- TASK TO COMPLETE
Print nothing but the lines below starting at the line that holds "use crate::constants::KeyPair;" and ending at the line that holds "Self(_mm_loadu_si128(bytes.as_ptr().cast()))", including both, each exactly as written.

%%

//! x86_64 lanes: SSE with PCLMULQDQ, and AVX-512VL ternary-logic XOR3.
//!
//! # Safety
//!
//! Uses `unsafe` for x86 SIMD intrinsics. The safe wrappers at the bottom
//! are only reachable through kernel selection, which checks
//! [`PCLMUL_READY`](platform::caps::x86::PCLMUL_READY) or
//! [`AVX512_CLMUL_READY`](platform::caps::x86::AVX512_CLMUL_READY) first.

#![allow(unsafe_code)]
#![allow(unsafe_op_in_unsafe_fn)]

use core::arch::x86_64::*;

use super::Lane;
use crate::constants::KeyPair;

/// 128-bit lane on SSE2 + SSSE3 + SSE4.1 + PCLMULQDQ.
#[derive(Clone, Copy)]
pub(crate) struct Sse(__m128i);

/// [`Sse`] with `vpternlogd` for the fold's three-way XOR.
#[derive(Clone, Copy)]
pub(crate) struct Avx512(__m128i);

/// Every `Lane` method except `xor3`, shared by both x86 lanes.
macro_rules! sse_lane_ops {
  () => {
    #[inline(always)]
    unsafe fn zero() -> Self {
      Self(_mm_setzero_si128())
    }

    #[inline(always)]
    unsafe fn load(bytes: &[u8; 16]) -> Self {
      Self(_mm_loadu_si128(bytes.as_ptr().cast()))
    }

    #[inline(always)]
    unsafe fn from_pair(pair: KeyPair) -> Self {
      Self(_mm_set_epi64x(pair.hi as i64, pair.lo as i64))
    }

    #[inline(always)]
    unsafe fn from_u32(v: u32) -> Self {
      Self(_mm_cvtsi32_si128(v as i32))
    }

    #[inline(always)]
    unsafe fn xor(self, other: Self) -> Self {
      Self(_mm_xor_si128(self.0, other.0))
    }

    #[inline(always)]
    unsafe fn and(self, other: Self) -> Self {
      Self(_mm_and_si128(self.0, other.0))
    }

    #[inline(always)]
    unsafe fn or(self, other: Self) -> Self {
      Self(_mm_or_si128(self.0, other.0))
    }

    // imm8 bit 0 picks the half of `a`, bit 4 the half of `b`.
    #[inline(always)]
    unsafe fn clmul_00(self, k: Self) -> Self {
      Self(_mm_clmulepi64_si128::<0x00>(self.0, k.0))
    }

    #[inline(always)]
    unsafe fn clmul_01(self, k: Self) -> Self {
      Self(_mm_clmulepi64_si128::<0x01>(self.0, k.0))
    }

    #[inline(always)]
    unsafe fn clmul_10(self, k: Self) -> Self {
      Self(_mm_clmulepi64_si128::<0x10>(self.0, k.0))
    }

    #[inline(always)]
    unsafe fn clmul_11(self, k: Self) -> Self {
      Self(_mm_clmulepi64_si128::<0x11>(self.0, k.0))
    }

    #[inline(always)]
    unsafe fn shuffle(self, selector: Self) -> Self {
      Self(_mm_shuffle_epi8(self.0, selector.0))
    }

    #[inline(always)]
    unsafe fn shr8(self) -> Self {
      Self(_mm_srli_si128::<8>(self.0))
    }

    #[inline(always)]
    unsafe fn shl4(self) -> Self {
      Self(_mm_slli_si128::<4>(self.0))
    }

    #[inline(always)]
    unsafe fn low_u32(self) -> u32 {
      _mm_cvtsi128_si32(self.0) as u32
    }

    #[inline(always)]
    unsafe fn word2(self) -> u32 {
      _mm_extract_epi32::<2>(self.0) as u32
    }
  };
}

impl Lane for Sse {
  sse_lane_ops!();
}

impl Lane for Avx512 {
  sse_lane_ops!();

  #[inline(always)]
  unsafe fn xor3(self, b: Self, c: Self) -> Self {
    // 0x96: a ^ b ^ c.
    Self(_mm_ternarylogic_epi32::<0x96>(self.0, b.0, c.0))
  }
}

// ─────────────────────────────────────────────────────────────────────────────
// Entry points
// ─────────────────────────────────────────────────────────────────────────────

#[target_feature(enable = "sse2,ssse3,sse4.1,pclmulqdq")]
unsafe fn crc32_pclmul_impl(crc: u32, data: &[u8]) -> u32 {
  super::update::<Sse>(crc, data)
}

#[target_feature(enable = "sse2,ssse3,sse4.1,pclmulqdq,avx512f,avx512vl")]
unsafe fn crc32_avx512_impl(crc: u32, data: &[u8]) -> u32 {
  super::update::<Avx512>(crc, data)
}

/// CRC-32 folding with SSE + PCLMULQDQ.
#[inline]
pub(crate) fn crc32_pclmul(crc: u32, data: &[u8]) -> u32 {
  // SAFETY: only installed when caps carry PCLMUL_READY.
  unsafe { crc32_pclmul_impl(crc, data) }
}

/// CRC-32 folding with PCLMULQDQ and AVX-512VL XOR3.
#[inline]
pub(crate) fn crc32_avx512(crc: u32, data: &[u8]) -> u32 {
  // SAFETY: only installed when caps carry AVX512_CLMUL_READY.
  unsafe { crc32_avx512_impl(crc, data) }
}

%%

- THE COMPLETED TASK
use crate::constants::KeyPair;

/// 128-bit lane on SSE2 + SSSE3 + SSE4.1 + PCLMULQDQ.
#[derive(Clone, Copy)]
pub(crate) struct Sse(__m128i);

/// [`Sse`] with `vpternlogd` for the fold's three-way XOR.
#[derive(Clone, Copy)]
pub(crate) struct Avx512(__m128i);

/// Every `Lane` method except `xor3`, shared by both x86 lanes.
macro_rules! sse_lane_ops {
  () => {
    #[inline(always)]
    unsafe fn zero() -> Self {
      Self(_mm_setzero_si128())
    }

    #[inline(always)]
    unsafe fn load(bytes: &[u8; 16]) -> Self {
      Self(_mm_loadu_si128(bytes.as_ptr().cast()))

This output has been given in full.